O realismo mágico define grande parte de narrativas do século XX, sendo associado com frequência a produções da América Latina e conexo a outras noções coetâneas: real maravilhoso e realismo maravilhoso. Ainda que seja com constância vinculado à literatura latino-americana, os primeiros usos do termo realismo mágico ocorreram na Europa no campo das artes plásticas. Franz Roh, historiador e crítico de arte alemão, foi quem utilizou pela primeira vez, no ano de 1923, a noção realismo mágico, em um artigo, ao descrever e analisar a pintura expressionista da Alemanha. Esse estudo de Roh não figurou de forma isolada, mas em diálogo com outros estudos, como o de Gustav Friedrich Hartlaub, como veremos adiante. Dois anos depois da publicação desse artigo, em 1925, Roh, expandindo seus estudos, publica o livro Pós-expressionismo, realismo mágico. Problemas relacionados com a pintura europeia mais recente, no qual trata da arte pós-expressionista da Europa e a conecta à noção por ele forjada, realismo mágico. No ver desse crítico alemão, essa tendência estética teria a peculiaridade de “representar as coisas concretas e palpáveis, para tornar visível o mistério que ocultam” (apud ESTEVES; FIGUEIREDO, 2010, p. 396). Alejo Carpentier elucida que Franz Roh nomeava realismo mágico “a pintura onde formas reais combinavam-se de uma maneira não condizente com a realidade cotidiana” (CARPENTIER, 1987, p. 123). O livro de Roh ganhou uma tradução de José Ortega y Gasset para o espanhol e foi publicado na Revista de Occidente no ano de 1927. Houve, porém, uma alteração no título do texto publicado na revista – a supressão da palavra pós-expressionismo –, que talvez seja responsável pela profusão da noção realismo mágico no mundo das artes.

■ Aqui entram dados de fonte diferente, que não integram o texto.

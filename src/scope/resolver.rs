//! Scope chain building and pattern matching with an LRU+TTL cache

use lru::LruCache;
use parking_lot::Mutex;
use regex::Regex;
use std::num::NonZeroUsize;
use std::sync::atomic::{AtomicU64, Ordering};
use std::time::{Duration, Instant};
use tracing::warn;

use super::types::{Scope, ScopeError};

/// Configuration for the scope resolver
#[derive(Debug, Clone)]
pub struct ScopeConfig {
    /// Maximum depth of the scope hierarchy
    pub max_depth: usize,

    /// Time-to-live for cached chains
    pub cache_ttl: Duration,

    /// Maximum number of cached chains (LRU eviction beyond this)
    pub cache_capacity: usize,

    /// Character set allowed in scope segments
    pub allowed_segment: Regex,
}

impl Default for ScopeConfig {
    fn default() -> Self {
        Self {
            max_depth: 10,
            cache_ttl: Duration::from_secs(60),
            cache_capacity: 10_000,
            allowed_segment: Regex::new(r"^[a-zA-Z0-9_-]+$").unwrap(),
        }
    }
}

/// Cache statistics for monitoring
#[derive(Debug, Clone, Default)]
pub struct CacheStats {
    pub size: usize,
    pub hit_count: u64,
    pub miss_count: u64,
}

impl CacheStats {
    /// Fraction of lookups served from the cache.
    pub fn hit_rate(&self) -> f64 {
        let total = self.hit_count + self.miss_count;
        if total == 0 {
            0.0
        } else {
            self.hit_count as f64 / total as f64
        }
    }
}

struct ChainEntry {
    chain: Vec<String>,
    expires_at: Instant,
}

/// Builds hierarchical scope chains and matches scopes against patterns.
///
/// Chains run from most specific to the global scope and always end in `""`:
/// `"a.b.c"` becomes `["a.b.c", "a.b", "a", ""]`. Results are cached by the
/// input string in a mutex-guarded LRU with per-entry TTL; the cache is safe
/// for concurrent use and its critical section covers only the lookup or
/// insert itself.
///
/// # Examples
///
/// ```
/// use decisis::scope::{ScopeConfig, ScopeResolver};
///
/// let resolver = ScopeResolver::new(ScopeConfig::default());
///
/// let chain = resolver.build_chain("org.acme.dept").unwrap();
/// assert_eq!(chain, vec!["org.acme.dept", "org.acme", "org", ""]);
///
/// assert!(resolver.match_scope("org.*", "org.acme"));
/// assert!(resolver.match_scope("org.**", "org.acme.dept"));
/// assert!(!resolver.match_scope("org.*", "org.acme.dept"));
/// ```
pub struct ScopeResolver {
    config: ScopeConfig,
    chain_cache: Mutex<LruCache<String, ChainEntry>>,
    hit_count: AtomicU64,
    miss_count: AtomicU64,
}

impl ScopeResolver {
    /// Creates a resolver with the given configuration.
    pub fn new(config: ScopeConfig) -> Self {
        let capacity = NonZeroUsize::new(config.cache_capacity)
            .unwrap_or_else(|| NonZeroUsize::new(1).unwrap());

        Self {
            config,
            chain_cache: Mutex::new(LruCache::new(capacity)),
            hit_count: AtomicU64::new(0),
            miss_count: AtomicU64::new(0),
        }
    }

    /// Builds the inheritance chain for a scope, most specific first, ending
    /// with the global scope `""`.
    ///
    /// # Errors
    ///
    /// Returns `ScopeError` when the scope has empty segments, segments with
    /// disallowed characters, or exceeds the configured maximum depth.
    pub fn build_chain(&self, scope: &str) -> Result<Vec<String>, ScopeError> {
        if scope.is_empty() {
            return Ok(vec![String::new()]);
        }

        let now = Instant::now();
        {
            let mut cache = self.chain_cache.lock();
            let expired = match cache.get(scope) {
                Some(entry) if entry.expires_at > now => {
                    self.hit_count.fetch_add(1, Ordering::Relaxed);
                    return Ok(entry.chain.clone());
                }
                Some(_) => true,
                None => false,
            };
            if expired {
                cache.pop(scope);
            }
        }
        self.miss_count.fetch_add(1, Ordering::Relaxed);

        self.validate(scope)?;
        let parsed = Scope::new(scope)?;
        let segments = parsed.segments();

        let mut chain = Vec::with_capacity(segments.len() + 1);
        for i in (1..=segments.len()).rev() {
            chain.push(segments[..i].join("."));
        }
        chain.push(String::new());

        let mut cache = self.chain_cache.lock();
        cache.put(
            scope.to_string(),
            ChainEntry {
                chain: chain.clone(),
                expires_at: now + self.config.cache_ttl,
            },
        );

        Ok(chain)
    }

    /// Matches a scope against a wildcard pattern.
    ///
    /// Supported patterns:
    /// - exact match
    /// - `*` alone matches any scope
    /// - `*` as a segment matches exactly one non-empty segment
    /// - a trailing `**` matches zero or more remaining segments, so `a.**`
    ///   matches `a`, `a.b` and `a.b.c`
    ///
    /// A `**` anywhere but the end makes the pattern invalid; invalid
    /// patterns never match.
    pub fn match_scope(&self, pattern: &str, scope: &str) -> bool {
        if pattern == scope {
            return true;
        }

        if pattern == "*" || pattern == "**" {
            return true;
        }

        let pattern_segments: Vec<&str> = pattern.split('.').collect();
        if pattern_segments[..pattern_segments.len() - 1]
            .iter()
            .any(|s| *s == "**")
        {
            warn!(%pattern, "invalid scope pattern: '**' is only allowed in trailing position");
            return false;
        }

        let scope_segments: Vec<&str> = if scope.is_empty() {
            Vec::new()
        } else {
            scope.split('.').collect()
        };

        if pattern_segments.last() == Some(&"**") {
            let head = &pattern_segments[..pattern_segments.len() - 1];
            if head.len() > scope_segments.len() {
                return false;
            }
            return head
                .iter()
                .zip(scope_segments.iter())
                .all(|(p, s)| *p == "*" || p == s);
        }

        if pattern_segments.len() != scope_segments.len() {
            return false;
        }

        pattern_segments
            .iter()
            .zip(scope_segments.iter())
            .all(|(p, s)| *p == "*" || p == s)
    }

    /// Validates a scope string against depth and character-set limits.
    pub fn validate(&self, scope: &str) -> Result<(), ScopeError> {
        if scope.is_empty() {
            return Ok(());
        }

        let parsed = Scope::new(scope)?;
        let segments = parsed.segments();

        if segments.len() > self.config.max_depth {
            return Err(ScopeError::DepthExceeded {
                depth: segments.len(),
                max_depth: self.config.max_depth,
            });
        }

        for segment in segments {
            Scope::validate_segment(segment, &self.config.allowed_segment)?;
        }

        Ok(())
    }

    /// Clears the chain cache and resets statistics.
    pub fn clear_cache(&self) {
        self.chain_cache.lock().clear();
        self.hit_count.store(0, Ordering::Relaxed);
        self.miss_count.store(0, Ordering::Relaxed);
    }

    /// Returns cache statistics.
    pub fn stats(&self) -> CacheStats {
        CacheStats {
            size: self.chain_cache.lock().len(),
            hit_count: self.hit_count.load(Ordering::Relaxed),
            miss_count: self.miss_count.load(Ordering::Relaxed),
        }
    }

    /// Returns the configured maximum scope depth.
    pub fn max_depth(&self) -> usize {
        self.config.max_depth
    }
}

impl Default for ScopeResolver {
    fn default() -> Self {
        Self::new(ScopeConfig::default())
    }
}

Quando publicado integralmente na Espanha em formato de livro, o vocábulo pós-expressionismo reaparece, mas vindo após a expressão realismo mágico, novamente evidenciando essa nova nomenclatura usada para designar o enlace entre o sólito e o insólito. Na arte realista mágica descrita e analisada por Roh figuram objetos que são representados com extremo naturalismo, porém, em decorrência de posicionamentos e justaposições inesperados e paradoxais, eles passam a projetar uma sensação de estranheza e irrealidade (BONET, 1997). É a união do comum com o incomum, o misterioso, desencadeando uma interpretação mágica do mundo racional. Emir Monegal (1980, p. 133) expõe exemplarmente que o fito de Roh, ao cunhar a noção, é demonstrar que essa ela é uma espécie de fusão entre duas estéticas opostas: o realismo e o expressionismo. Seymour Menton (1998, p. 20), em sua História verdadeira do realismo mágico, ao tratar do realismo mágico proposto por Roh, explica que se trata da introdução de algum elemento inesperado ou improvável, capaz de criar um efeito estranho ou raro e deixar aturdido o observador.No mesmo ano em que Roh usa pela primeira vez o termo realismo mágico, 1923, outro historiador de arte alemão, Hartlaub, também se vale da noção citada no âmbito de um estudo acerca da “nova objetividade”, movimento artístico alemão surgido como reação ao expressionismo, que iniciou em 1920 e teve seu término em 1933 com a ascensão do nazismo. A nova objetividade foi designada ao mesmo tempo nos estudos de Roh como pós-expressionismo e relacionada ao realismo mágico: “Franz Roh propôs o nome de realismo mágico para a variedade de obras seminaturalistas rotuladas de nova objetividade numa exposição realizada em Mannheim” (STANGOS, 1991, p. 35). De acordo com Hartlaub, os artistas que aderiram ao movimento pós-expressionista – e da nova objetividade – teriam se dividido em dois grupos: no primeiro grupo, os artistas – nominados veristas – rasgavam as formas e modelos objetivos do mundo ao projetarem as experiências por meio de temperaturas altas. No segundo grupo, o do realismo mágico, os artistas tendem a explorar os objetos por meio de uma capacidade de encarnar leis externas da existência (DEMPSEY, 2004).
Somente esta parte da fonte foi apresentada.